I think it may be caused by the learning rate,I do not know if it was right.When i test the leaning rate in this , my model can really converge, Maybe this learning rate fits my model? The learning rate looks like this:

compared with the S_fine

The epe of validation set on first 150k steps looks like this:

it looks much better than above. As a result, i test the model on the sintel training set.
the epe on the whole training set is:

clean:1.31

final:1.49
It works better than the original flownetS.

But, it works worse in the test set:
clean:6.953
final:7.304

Is it shows my model overfits the sintel training set?

Nikolaus Mayer · Answer 5 · Thu Mar 28 2019 16:19:28 GMT+0800 (China Standard Time)

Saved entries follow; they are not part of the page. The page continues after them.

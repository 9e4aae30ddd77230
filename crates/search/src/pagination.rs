//! Pagination
//!
//! 1-indexed pages with the page size clamped to [1, 100].

use serde::Serialize;

/// Hard cap on page size
pub const MAX_PAGE_SIZE: u64 = 100;

/// Default page size when the caller does not specify one
pub const DEFAULT_PAGE_SIZE: u64 = 20;

/// Resolved page window
#[derive(Debug, Clone, Copy, PartialEq, Eq)]
pub struct PageWindow {
    pub page: u64,
    pub page_size: u64,
}

impl PageWindow {
    /// Clamp caller input into a valid window
    pub fn resolve(page: Option<u64>, page_size: Option<u64>) -> Self {
        Self::resolve_with(page, page_size, DEFAULT_PAGE_SIZE, MAX_PAGE_SIZE)
    }

    /// Clamp against deployment-configured limits
    pub fn resolve_with(
        page: Option<u64>,
        page_size: Option<u64>,
        default_size: u64,
        max_size: u64,
    ) -> Self {
        Self {
            page: page.unwrap_or(1).max(1),
            page_size: page_size.unwrap_or(default_size).clamp(1, max_size.max(1)),
        }
    }

    pub fn skip(&self) -> u64 {
        (self.page - 1) * self.page_size
    }
}

/// Page metadata returned with every result set
#[derive(Debug, Clone, PartialEq, Eq, Serialize)]
pub struct PageInfo {
    pub current_page: u64,
    pub page_size: u64,
    pub total_pages: u64,
    pub total_count: u64,
    pub has_next: bool,
    pub has_prev: bool,
}

impl PageInfo {
    pub fn new(window: PageWindow, total_count: u64) -> Self {
        let total_pages = if total_count > 0 {
            total_count.div_ceil(window.page_size)
        } else {
            1
        };
        Self {
            current_page: window.page,
            page_size: window.page_size,
            total_pages,
            total_count,
            has_next: window.page < total_pages,
            has_prev: window.page > 1,
        }
    }
}

#[cfg(test)]
mod tests {
    use super::*;

    #[test]
    fn test_page_size_clamped() {
        assert_eq!(PageWindow::resolve(None, Some(0)).page_size, 1);
        assert_eq!(PageWindow::resolve(None, Some(500)).page_size, MAX_PAGE_SIZE);
        assert_eq!(PageWindow::resolve(None, None).page_size, DEFAULT_PAGE_SIZE);
        assert_eq!(PageWindow::resolve(Some(0), None).page, 1);
    }

    #[test]
    fn test_page_info_math() {
        let window = PageWindow { page: 2, page_size: 10 };
        let info = PageInfo::new(window, 25);
        assert_eq!(info.total_pages, 3);
        assert!(info.has_next);
        assert!(info.has_prev);

        let last = PageInfo::new(PageWindow { page: 3, page_size: 10 }, 25);
        assert!(!last.has_next);

        let empty = PageInfo::new(PageWindow { page: 1, page_size: 10 }, 0);
        assert_eq!(empty.total_pages, 1);
        assert!(!empty.has_next);
        assert!(!empty.has_prev);
    }

    #[test]
    fn test_skip_window() {
        assert_eq!(PageWindow { page: 1, page_size: 20 }.skip(), 0);
        assert_eq!(PageWindow { page: 4, page_size: 25 }.skip(), 75);
    }
}
//! Search handlers

use axum::{extract::State, Json};
use serde::Deserialize;
use validator::Validate;

use crate::AppState;
use dealbridge_common::{
    auth::MaybeIdentity,
    errors::{AppError, Result},
};
use dealbridge_search::{ScoredResult, SearchFilters, SearchResults};

fn default_fulltext_limit() -> usize {
    20
}

/// Relevance search request
#[derive(Debug, Deserialize, Validate)]
pub struct FullTextRequest {
    #[validate(length(min = 1, max = 200))]
    pub keywords: String,

    #[serde(default = "default_fulltext_limit")]
    #[validate(range(min = 1, max = 100))]
    pub limit: usize,
}

/// Filtered, sorted, paginated search over published proposals
pub async fn search(
    State(state): State<AppState>,
    MaybeIdentity(caller): MaybeIdentity,
    Json(filters): Json<SearchFilters>,
) -> Result<Json<SearchResults>> {
    Ok(Json(state.search.search(filters, caller.as_ref()).await?))
}

/// Relevance-scored keyword search
pub async fn full_text_search(
    State(state): State<AppState>,
    MaybeIdentity(caller): MaybeIdentity,
    Json(request): Json<FullTextRequest>,
) -> Result<Json<Vec<ScoredResult>>> {
    request.validate().map_err(|e| AppError::Validation {
        message: e.to_string(),
        field: None,
    })?;

    Ok(Json(
        state
            .search
            .full_text_search(&request.keywords, request.limit, caller.as_ref())
            .await?,
    ))
}
//! Proposal lifecycle status

use serde::{Deserialize, Serialize};
use std::fmt;

/// Lifecycle status of a proposal
///
/// Exactly one value at any time; status only ever changes through a
/// workflow transition, never by direct field writes.
#[derive(Debug, Clone, Copy, PartialEq, Eq, Hash, Serialize, Deserialize)]
#[serde(rename_all = "snake_case")]
pub enum ProposalStatus {
    /// Being drafted by the seller; freely editable
    Draft,
    /// Submitted, waiting for an admin decision
    UnderReview,
    /// Accepted by an admin, not yet visible to buyers
    Approved,
    /// Published; visible and dispatchable to buyers
    Available,
    /// Dispatched to at least one buyer
    Sent,
    /// Declined by an admin; editable again
    Rejected,
    /// Terminal state; no further transitions
    Archived,
}

impl ProposalStatus {
    /// All statuses, in lifecycle order
    pub const ALL: [ProposalStatus; 7] = [
        ProposalStatus::Draft,
        ProposalStatus::UnderReview,
        ProposalStatus::Approved,
        ProposalStatus::Available,
        ProposalStatus::Sent,
        ProposalStatus::Rejected,
        ProposalStatus::Archived,
    ];

    /// Snake-case wire representation
    pub fn as_str(&self) -> &'static str {
        match self {
            ProposalStatus::Draft => "draft",
            ProposalStatus::UnderReview => "under_review",
            ProposalStatus::Approved => "approved",
            ProposalStatus::Available => "available",
            ProposalStatus::Sent => "sent",
            ProposalStatus::Rejected => "rejected",
            ProposalStatus::Archived => "archived",
        }
    }

    /// Parse the wire representation
    pub fn parse(s: &str) -> Option<Self> {
        ProposalStatus::ALL.into_iter().find(|v| v.as_str() == s)
    }

    /// True for the terminal state
    pub fn is_terminal(&self) -> bool {
        matches!(self, ProposalStatus::Archived)
    }

    /// Statuses visible to buyers in search results
    pub fn is_buyer_visible(&self) -> bool {
        matches!(self, ProposalStatus::Available | ProposalStatus::Sent)
    }
}

impl fmt::Display for ProposalStatus {
    fn fmt(&self, f: &mut fmt::Formatter<'_>) -> fmt::Result {
        f.write_str(self.as_str())
    }
}

#[cfg(test)]
mod tests {
    use super::*;

    #[test]
    fn test_parse_roundtrip() {
        for status in ProposalStatus::ALL {
            assert_eq!(ProposalStatus::parse(status.as_str()), Some(status));
        }
        assert_eq!(ProposalStatus::parse("bogus"), None);
    }

    #[test]
    fn test_buyer_visibility() {
        assert!(ProposalStatus::Available.is_buyer_visible());
        assert!(ProposalStatus::Sent.is_buyer_visible());
        assert!(!ProposalStatus::Draft.is_buyer_visible());
        assert!(!ProposalStatus::Approved.is_buyer_visible());
    }
}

your learning rate should be ok, even though it's not the same as our schedule.
your validation agrees with this and indicates good convergence
however, your test loss is really extremely good and this could indeed mean that overfitting is happening. I'm not sure what to make of this in combination with your validation loss which looks good.
you write that your network "works worse in the test set", but I don't see how; note that the "+v" networks include a variational refinement on top of the core network output. You want to compare to "FlowNetS+ft".

If you are training a "S" network (and not "s" as you wrote in your first post), then the test loss is actually better than our old numbers.

Zhongkai Zhou · Answer 6 · Thu Mar 28 2019 19:03:05 GMT+0800 (China Standard Time)

Thank you so much, i will take some means to regularize the model.